For larger programs, strict type definitions can greatly aid the process of debugging. Logic errors are caught closer to their source and are not allowed to propagate in subtle ways throughout the rest of the program. Furthermore, it is much easier to reason about the misbehavior of a section of code when you know the variables involved always have a legal/plausible value, albeit perhaps not precisely that desired.
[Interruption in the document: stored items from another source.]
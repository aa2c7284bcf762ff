use std::collections::HashMap;

use crate::errors::DataFlashError;
use crate::formats::FormatTag;
use crate::model::{FieldValue, Message, ScaledValue};
use crate::units::{is_identity_multiplier, multiplier, unit_name};

impl Message {
    /// The value of `name` with its FMTU multiplier applied, paired with its unit name.
    ///
    /// Fields whose format already carries a fixed-point scale (`c`, `C`, `e`, `E`, `L`) are
    /// returned as decoded. Strings keep their value and only gain a unit name.
    ///
    /// ```
    /// # use dataflash::DataFlashError;
    /// # fn show(msg: &dataflash::Message) -> Result<(), DataFlashError> {
    /// let alt = msg.get_scaled("Alt")?;
    /// println!("{alt}");
    /// # Ok(())
    /// # }
    /// ```
    pub fn get_scaled(&self, name: &str) -> Result<ScaledValue, DataFlashError> {
        let index = self.schema.column_index(name);

        match (self.field(name), index) {
            (Some(value), Some(index)) => Ok(self.scale_at(index, value)),
            _ => Err(DataFlashError::FieldNotFound(name.to_string())),
        }
    }

    /// Every decoded field, scaled as by `get_scaled`, keyed by field name.
    pub fn get_scaled_all(&self) -> HashMap<String, ScaledValue> {
        self.schema
            .column_names()
            .enumerate()
            .filter_map(|(index, column)| {
                let value = self.field(column)?;
                Some((column.to_string(), self.scale_at(index, value)))
            })
            .collect()
    }

    fn scale_at(&self, index: usize, value: &FieldValue) -> ScaledValue {
        let (format_tag, unit_tag, mult_tag) = self.schema.field_tags(index);
        let unit = unit_name(unit_tag);

        let builtin = FormatTag::from_byte(format_tag).is_some_and(|tag| tag.has_builtin_scaling());
        if builtin || is_identity_multiplier(mult_tag) {
            return ScaledValue {
                value: value.clone(),
                unit,
            };
        }

        let scaled = match (value.as_f64(), multiplier(mult_tag)) {
            (Some(number), Some(factor)) => FieldValue::F64(number * factor),
            _ => value.clone(),
        };

        ScaledValue {
            value: scaled,
            unit,
        }
    }
}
Types also provide meaningful, machine-checkable documentation about your program, making it easier for you or others to understand your code at a later date. Combined with the subscript checking, uninitialized variable checking, and other checking that is always present, strict run-time type checking makes debugging much easier in phix than in most other languages. It also increases the reliability of the final program since many latent bugs that would have survived the testing phase in other languages will have been caught by phix.
- Anecdote 1:
- In porting a large C program to Euphoria (on which Phix is based), a number of latent bugs were discovered. Although this C program was believed to be totally "correct", Rob found: a situation where an uninitialized variable was being read; a place where element number "-1" of an array was routinely written and read; and a situation where something was written just off the screen. These problems resulted in errors that were not easily visible to a casual observer, so they had survived testing of the C code.
- Anecdote 2:
- The Quick Sort algorithm presented on page 117 of Writing Efficient Programs by Jon Bentley has a subscript error! The algorithm will sometimes read the element just before the beginning of the array to be sorted, and will sometimes read the element just after the end of the array. Whatever garbage is read, the algorithm will still work - this is probably why the bug was never caught. But what if there isn’t any (virtual) memory just before or just after the array? Bentley later modifies the algorithm such that this bug goes away -- but he presented this version as being correct. Even the experts need subscript checking!
- Performance Note:
- When typical user-defined types are used extensively, type checking adds only 20 to 40 percent to execution time. Leave it on unless you really need the extra speed. You might also consider turning it off for just a few heavily-executed routines. Profiling can help with this decision.